Another reason may be the use of a polarized or out of spec capacitor. Make sure it is a 0.47mF (or .47uF or 470nF, which are all equivalent) non-polarized unit.
yskroc says: Nov 30, 2009. 11:00 PM
A very fundamental question (which could be silly):  what is pi actually in your calculation?
Many thanks.
The Expert Noob says: Aug 18, 2008. 10:12 PM
I dont know if its late and my brain isnt working because I cant seem to straighten out the math in my head. could ya post like a text document or excell table that I can reference to? Cause when I went for my EE (double E) I must have slept thru the basic math of caps helping the resistor cause those formulas don't ring any bells. Sorry.
The Expert Noob in reply to The Expert NoobAug 18, 2008. 10:36 PM
ah i think i know what is throwing me off. the units that I need to be using. cause for the formula C = 1 / (2 * pi * f * X) and w/ your numbers, im getting 3.79uF~4uF not .379uF~.4uF....but like i said, it might be cause its late.
qs (author) in reply to The Expert NoobAug 18, 2008. 11:54 PM
The basic formula to calculate Xc, the reactance of any capacitor is:

Xc= 1 / (2 * pi * f * C)

Therefore the Capacitance for any desired Reactance, by solving for C,is

C = 1 / (2 * pi * f * Xc) in Farads

For f=60Hz and Xc=6500-ohms, I get 408E-9 or 0.408uF on my calculator, while f=50Hz and Xc=16000-ohms, yield a C of 198.8E-9 or about 0.2uF

Hope this helps!

alzrc_13j in reply to qsSep 3, 2009. 5:34 AM
ei qs im really confused about this thing hahaha is the resistor in series with the capacitor???if it is then aren't we talking about impedance already??? Z = R + jXc...isn't it???

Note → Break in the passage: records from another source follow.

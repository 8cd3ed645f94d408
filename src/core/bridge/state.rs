//! Per-call state shared by the two relay loops.
//!
//! Writers per field:
//! - latest media timestamp: caller loop
//! - playback tracking (current item, playback start, last interruption): model loop
//! - identity: caller loop, on stream start
//! - mark queue: pushed by the model loop, popped by the caller loop
//! - transferred: set once by the tool dispatcher, read by both loops
//! - transfer in flight: tool dispatcher, between the redirect and its outcome
//!
//! Locks are never held across an await point.

use std::collections::VecDeque;
use std::sync::atomic::{AtomicBool, AtomicU64, Ordering};

use parking_lot::{Mutex, RwLock};

use super::interruption::{InterruptionTiming, evaluate};

/// Identity of the call as established by the stream start.
#[derive(Debug, Clone, Default, PartialEq, Eq)]
pub struct CallIdentity {
    pub stream_sid: Option<String>,
    pub call_sid: Option<String>,
    /// Trusted number from the call origination, as received.
    pub caller_phone: Option<String>,
}

#[derive(Debug, Default)]
struct PlaybackState {
    current_item: Option<String>,
    playback_start: u64,
    last_interruption: u64,
}

#[derive(Debug, Default)]
pub struct CallState {
    latest_media_timestamp: AtomicU64,
    playback: Mutex<PlaybackState>,
    marks: Mutex<VecDeque<String>>,
    identity: RwLock<CallIdentity>,
    transferred: AtomicBool,
    transfer_in_flight: AtomicBool,
}

impl CallState {
    pub fn new() -> Self {
        Self::default()
    }

    /// Adopt a new stream and reset every per-stream counter.
    ///
    /// The transferred flag is terminal and survives the reset.
    pub fn attach_stream(&self, identity: CallIdentity) {
        self.latest_media_timestamp.store(0, Ordering::SeqCst);
        *self.playback.lock() = PlaybackState::default();
        self.marks.lock().clear();
        *self.identity.write() = identity;
    }

    pub fn identity(&self) -> CallIdentity {
        self.identity.read().clone()
    }

    pub fn stream_sid(&self) -> Option<String> {
        self.identity.read().stream_sid.clone()
    }

    pub fn call_sid(&self) -> Option<String> {
        self.identity.read().call_sid.clone()
    }

    pub fn caller_phone(&self) -> Option<String> {
        self.identity.read().caller_phone.clone()
    }

    pub fn set_latest_timestamp(&self, timestamp: u64) {
        self.latest_media_timestamp.store(timestamp, Ordering::SeqCst);
    }

    pub fn latest_timestamp(&self) -> u64 {
        self.latest_media_timestamp.load(Ordering::SeqCst)
    }

    /// Track `item_id` as the assistant item being played.
    ///
    /// A new item starts a new utterance whose playback start is the latest
    /// caller timestamp. Returns `true` when a new utterance began.
    pub fn track_playback(&self, item_id: &str) -> bool {
        let latest = self.latest_timestamp();
        let mut playback = self.playback.lock();
        if playback.current_item.as_deref() == Some(item_id) {
            return false;
        }
        playback.current_item = Some(item_id.to_string());
        playback.playback_start = latest;
        true
    }

    pub fn current_item(&self) -> Option<String> {
        self.playback.lock().current_item.clone()
    }

    pub fn playback_start(&self) -> u64 {
        self.playback.lock().playback_start
    }

    /// Run the interruption check against the latest caller timestamp.
    ///
    /// Returns `None` when no assistant utterance is tracked. When the check
    /// fires, the latest timestamp becomes the last interruption time.
    pub fn check_interruption(&self) -> Option<InterruptionTiming> {
        let latest = self.latest_timestamp();
        let mut playback = self.playback.lock();
        playback.current_item.as_ref()?;

        let timing = evaluate(latest, playback.playback_start, playback.last_interruption);
        if timing.interrupt {
            playback.last_interruption = latest;
        }
        Some(timing)
    }

    pub fn push_mark(&self, name: &str) {
        self.marks.lock().push_back(name.to_string());
    }

    /// Acknowledge the oldest pending mark.
    pub fn pop_mark(&self) -> Option<String> {
        self.marks.lock().pop_front()
    }

    pub fn pending_marks(&self) -> usize {
        self.marks.lock().len()
    }

    pub fn is_transferred(&self) -> bool {
        self.transferred.load(Ordering::SeqCst)
    }

    /// Set the terminal transferred flag. Returns `true` on the first call.
    pub fn mark_transferred(&self) -> bool {
        !self.transferred.swap(true, Ordering::SeqCst)
    }

    /// Whether a transfer redirect was issued and its outcome is still open.
    pub fn transfer_in_flight(&self) -> bool {
        self.transfer_in_flight.load(Ordering::SeqCst)
    }

    /// Claim the single transfer slot. Returns `false` when one is already open.
    pub fn begin_transfer(&self) -> bool {
        !self.transfer_in_flight.swap(true, Ordering::SeqCst)
    }

    pub fn end_transfer(&self) {
        self.transfer_in_flight.store(false, Ordering::SeqCst);
    }
}

#[cfg(test)]
mod tests {
    use super::*;

    fn identity() -> CallIdentity {
        CallIdentity {
            stream_sid: Some("MZ1".to_string()),
            call_sid: Some("CA1".to_string()),
            caller_phone: Some("+14155550001".to_string()),
        }
    }

    #[test]
    fn test_attach_resets_counters() {
        let state = CallState::new();
        state.set_latest_timestamp(9_000);
        state.track_playback("item_1");
        state.push_mark("part");

        state.attach_stream(identity());

        assert_eq!(state.latest_timestamp(), 0);
        assert_eq!(state.current_item(), None);
        assert_eq!(state.pending_marks(), 0);
        assert_eq!(state.stream_sid().as_deref(), Some("MZ1"));
        assert_eq!(state.caller_phone().as_deref(), Some("+14155550001"));
    }

    #[test]
    fn test_track_playback_records_start_for_new_items_only() {
        let state = CallState::new();
        state.set_latest_timestamp(1_000);
        assert!(state.track_playback("item_1"));
        assert_eq!(state.playback_start(), 1_000);

        state.set_latest_timestamp(1_200);
        assert!(!state.track_playback("item_1"));
        assert_eq!(state.playback_start(), 1_000);

        assert!(state.track_playback("item_2"));
        assert_eq!(state.playback_start(), 1_200);
    }

    #[test]
    fn test_interruption_requires_tracked_item() {
        let state = CallState::new();
        state.set_latest_timestamp(10_000);
        assert_eq!(state.check_interruption(), None);
    }

    #[test]
    fn test_interruption_debounce() {
        let state = CallState::new();
        state.set_latest_timestamp(1_000);
        state.track_playback("item_1");

        state.set_latest_timestamp(2_100);
        assert!(state.check_interruption().unwrap().interrupt);

        // 900ms after the last one
        state.set_latest_timestamp(3_000);
        assert!(!state.check_interruption().unwrap().interrupt);

        state.set_latest_timestamp(3_101);
        assert!(state.check_interruption().unwrap().interrupt);
    }

    #[test]
    fn test_marks_are_fifo() {
        let state = CallState::new();
        state.push_mark("a");
        state.push_mark("b");
        assert_eq!(state.pop_mark().as_deref(), Some("a"));
        assert_eq!(state.pop_mark().as_deref(), Some("b"));
        assert_eq!(state.pop_mark(), None);
    }

    #[test]
    fn test_single_transfer_slot() {
        let state = CallState::new();
        assert!(state.begin_transfer());
        assert!(!state.begin_transfer());
        assert!(state.transfer_in_flight());
        state.end_transfer();
        assert!(!state.transfer_in_flight());
        assert!(state.begin_transfer());
    }

    #[test]
    fn test_transferred_is_terminal() {
        let state = CallState::new();
        assert!(state.mark_transferred());
        assert!(!state.mark_transferred());
        state.attach_stream(identity());
        assert!(state.is_transferred());
    }
}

if ur c is .4uF for 110v, then ur reactance would be Xc = 6.63k ohms right??? so

using the formula for the impedance above Z=1k + j6.63k
= 6.7k< -81.42 ohms right???

so if u calculate the total current I = (110 v/.707)/(6.7k<-81.42 ohms)
will give us
=(155.58<0 volts)/(6.7k<-81.42 ohms)

I = 23.22 < 81.42 mA...am i right????

pls correct me if im wrong hhehehehe i just want to confirm i really like to play with these things to but im just confused heehehe and what would be the voltage drop across the resistor????hahhhahahhahapls reply tnx....
The Expert Noob in reply to qsAug 19, 2008. 7:32 AM
OHHHH Now I see what I missed..... Reactance ohm that the capacitor is (6500)+the actual resistor (1k)=the total resistance in the circuit... for some dumb reason lastnight i was puting in 1kohm and the reactance....dee dee dee.
11010010110 in reply to The Expert NoobOct 4, 2008. 12:34 PM
Not exactly. The resistance is sqrt(R2 + Xc2) since Xc is kinda imaginary number
The Expert Noob in reply to The Expert NoobAug 19, 2008. 7:28 AM
1kohm and the reactance......1kohm as the reactance*** I cant even type. maybe i should go back to sleep.<br/>
The Expert Noob in reply to qsAug 19, 2008. 7:24 AM
h yes. That is what I get too. Now that I have had sleep :).... Ill be saving those formulas.
Polter says: Aug 27, 2009. 7:10 PM
Hello! great and informative instructable! Why is it that when making this circuit for 230v 50hz mains the cap must be between .15-.22 uf? What if I use .33uf cap? Can I go beyond 14 LEDs? I have 4 white LEDs a bridge rectifier, 1k 1watt resistor and a .33uf 630v capacitor. Im planning to plug it in 230v outlet. Im planning to add 12 leds to make a room light. On a side note, I think its a safer option to add a 1m 350v resistor to discharge the cap after it is turned off. Sorry for too many questions, I'm still learning about this stuff.
qs (author) in reply to PolterAug 27, 2009. 8:56 PM

The combined voltages of the LED is only a small fraction of the total AC voltage, and, if the capacitor is over .22uF, the current through the LEDs will be much higher that the rated 20mA. While it may not destroy the LEDs outright, it will seriously degrade its life-expectancy.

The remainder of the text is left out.